##### Given data #####

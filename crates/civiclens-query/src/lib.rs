//! Query layer over engagement state.
//!
//! Read-path projections hydrated from `civiclens-store`: the proximity
//! index duplicate detection queries, filtered issue listings, and the
//! leaderboard aggregation. This crate does not own canonical storage and
//! never mutates it; every projection is recomputed from source rows.

pub mod geo;
pub mod issues;
pub mod leaderboard;

pub use geo::{GeoIndex, GeoQueryError, NearbyIssue, ProximitySource};
pub use issues::{IssueFilter, list_issues};
pub use leaderboard::{LeaderboardEntry, top_users};
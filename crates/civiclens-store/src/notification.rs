//! Notification rows.

use chrono::{DateTime, Utc};
use civiclens_core::{NotificationDraft, NotificationKind};
use serde::{Deserialize, Serialize};
use uuid::Uuid;

/// One delivered notification.
///
/// Rows are created only by the dispatch rules, mutated only to flip `read`,
/// and erased only by the recipient's own clear.
#[derive(Debug, Clone, Serialize, Deserialize)]
pub struct Notification {
    pub id: String,
    pub recipient_id: String,
    pub kind: NotificationKind,
    pub title: String,
    pub message: String,
    #[serde(default)]
    pub read: bool,
    #[serde(default = "default_timestamp")]
    pub created_at: DateTime<Utc>,
}

fn default_timestamp() -> DateTime<Utc> {
    Utc::now()
}

impl Notification {
    /// Materialize a draft the dispatch rules produced.
    pub fn from_draft(draft: NotificationDraft, now: DateTime<Utc>) -> Notification {
        Notification {
            id: Uuid::new_v4().to_string(),
            recipient_id: draft.recipient_id,
            kind: draft.kind,
            title: draft.title,
            message: draft.message,
            read: false,
            created_at: now,
        }
    }
}
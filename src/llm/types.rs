//! Common types for completion calls

use super::CompletionError;
use crate::transcript::Role;
use serde::Serialize;

/// Outcome of one completion call
///
/// Every variant can be spoken: failures carry a fixed fallback phrase.
#[derive(Debug, Clone)]
pub enum CompletionResult {
    Success(String),
    Failure(CompletionError),
}

impl CompletionResult {
    #[allow(dead_code)] // API completeness
    pub fn display_text(&self) -> &str {
        match self {
            Self::Success(text) => text,
            Self::Failure(err) => err.display_text(),
        }
    }

    pub fn into_display_text(self) -> String {
        match self {
            Self::Success(text) => text,
            Self::Failure(err) => err.display_text().to_string(),
        }
    }

    #[allow(dead_code)] // API completeness
    pub fn is_success(&self) -> bool {
        matches!(self, Self::Success(_))
    }

    #[allow(dead_code)] // API completeness
    pub fn error(&self) -> Option<&CompletionError> {
        match self {
            Self::Success(_) => None,
            Self::Failure(err) => Some(err),
        }
    }
}

impl From<Result<String, CompletionError>> for CompletionResult {
    fn from(result: Result<String, CompletionError>) -> Self {
        match result {
            Ok(text) => Self::Success(text),
            Err(err) => Self::Failure(err),
        }
    }
}

/// Role vocabulary understood by the remote endpoint
#[derive(Debug, Clone, Copy, PartialEq, Eq, Serialize)]
#[serde(rename_all = "lowercase")]
pub enum WireRole {
    User,
    Model,
}

/// Translate a local role to the remote two-role vocabulary
///
/// The endpoint has no system role, so the instruction turn travels as a
/// user utterance.
pub fn wire_role(role: Role) -> WireRole {
    match role {
        Role::System | Role::User => WireRole::User,
        Role::Assistant => WireRole::Model,
    }
}
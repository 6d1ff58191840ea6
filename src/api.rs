//! HTTP API for the voice skill
//!
//! One webhook endpoint the voice platform posts request envelopes to, plus
//! health and version probes.

mod handlers;
mod types;

pub use handlers::create_router;

use crate::skill::Dispatcher;
use std::sync::Arc;

/// Application state shared across handlers
///
/// Read-only after startup; per-session data travels in the request envelope.
#[derive(Clone)]
pub struct AppState {
    pub dispatcher: Arc<Dispatcher>,
}

impl AppState {
    pub fn new(dispatcher: Dispatcher) -> Self {
        Self {
            dispatcher: Arc::new(dispatcher),
        }
    }
}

#####

_Brief:_
Write out the full set of records exactly as given.

_Finished task:_
filename crates/civiclens-query/src/lib.rs
//! Query layer over engagement state.
//!
//! Read-path projections hydrated from `civiclens-store`: the proximity
//! index duplicate detection queries, filtered issue listings, and the
//! leaderboard aggregation. This crate does not own canonical storage and
//! never mutates it; every projection is recomputed from source rows.

pub mod geo;
pub mod issues;
pub mod leaderboard;

pub use geo::{GeoIndex, GeoQueryError, NearbyIssue, ProximitySource};
pub use issues::{IssueFilter, list_issues};
pub use leaderboard::{LeaderboardEntry, top_users};
filename crates/civiclens-store/src/notification.rs
//! Notification rows.

use chrono::{DateTime, Utc};
use civiclens_core::{NotificationDraft, NotificationKind};
use serde::{Deserialize, Serialize};
use uuid::Uuid;

/// One delivered notification.
///
/// Rows are created only by the dispatch rules, mutated only to flip `read`,
/// and erased only by the recipient's own clear.
#[derive(Debug, Clone, Serialize, Deserialize)]
pub struct Notification {
    pub id: String,
    pub recipient_id: String,
    pub kind: NotificationKind,
    pub title: String,
    pub message: String,
    #[serde(default)]
    pub read: bool,
    #[serde(default = "default_timestamp")]
    pub created_at: DateTime<Utc>,
}

fn default_timestamp() -> DateTime<Utc> {
    Utc::now()
}

impl Notification {
    /// Materialize a draft the dispatch rules produced.
    pub fn from_draft(draft: NotificationDraft, now: DateTime<Utc>) -> Notification {
        Notification {
            id: Uuid::new_v4().to_string(),
            recipient_id: draft.recipient_id,
            kind: draft.kind,
            title: draft.title,
            message: draft.message,
            read: false,
            created_at: now,
        }
    }
}
filename src/llm/types.rs
//! Common types for completion calls

use super::CompletionError;
use crate::transcript::Role;
use serde::Serialize;

/// Outcome of one completion call
///
/// Every variant can be spoken: failures carry a fixed fallback phrase.
#[derive(Debug, Clone)]
pub enum CompletionResult {
    Success(String),
    Failure(CompletionError),
}

impl CompletionResult {
    #[allow(dead_code)] // API completeness
    pub fn display_text(&self) -> &str {
        match self {
            Self::Success(text) => text,
            Self::Failure(err) => err.display_text(),
        }
    }

    pub fn into_display_text(self) -> String {
        match self {
            Self::Success(text) => text,
            Self::Failure(err) => err.display_text().to_string(),
        }
    }

    #[allow(dead_code)] // API completeness
    pub fn is_success(&self) -> bool {
        matches!(self, Self::Success(_))
    }

    #[allow(dead_code)] // API completeness
    pub fn error(&self) -> Option<&CompletionError> {
        match self {
            Self::Success(_) => None,
            Self::Failure(err) => Some(err),
        }
    }
}

impl From<Result<String, CompletionError>> for CompletionResult {
    fn from(result: Result<String, CompletionError>) -> Self {
        match result {
            Ok(text) => Self::Success(text),
            Err(err) => Self::Failure(err),
        }
    }
}

/// Role vocabulary understood by the remote endpoint
#[derive(Debug, Clone, Copy, PartialEq, Eq, Serialize)]
#[serde(rename_all = "lowercase")]
pub enum WireRole {
    User,
    Model,
}

/// Translate a local role to the remote two-role vocabulary
///
/// The endpoint has no system role, so the instruction turn travels as a
/// user utterance.
pub fn wire_role(role: Role) -> WireRole {
    match role {
        Role::System | Role::User => WireRole::User,
        Role::Assistant => WireRole::Model,
    }
}
repository 6d1ff58191840ea6
filename src/api.rs
//! HTTP API for the voice skill
//!
//! One webhook endpoint the voice platform posts request envelopes to, plus
//! health and version probes.

mod handlers;
mod types;

pub use handlers::create_router;

use crate::skill::Dispatcher;
use std::sync::Arc;

/// Application state shared across handlers
///
/// Read-only after startup; per-session data travels in the request envelope.
#[derive(Clone)]
pub struct AppState {
    pub dispatcher: Arc<Dispatcher>,
}

impl AppState {
    pub fn new(dispatcher: Dispatcher) -> Self {
        Self {
            dispatcher: Arc::new(dispatcher),
        }
    }
}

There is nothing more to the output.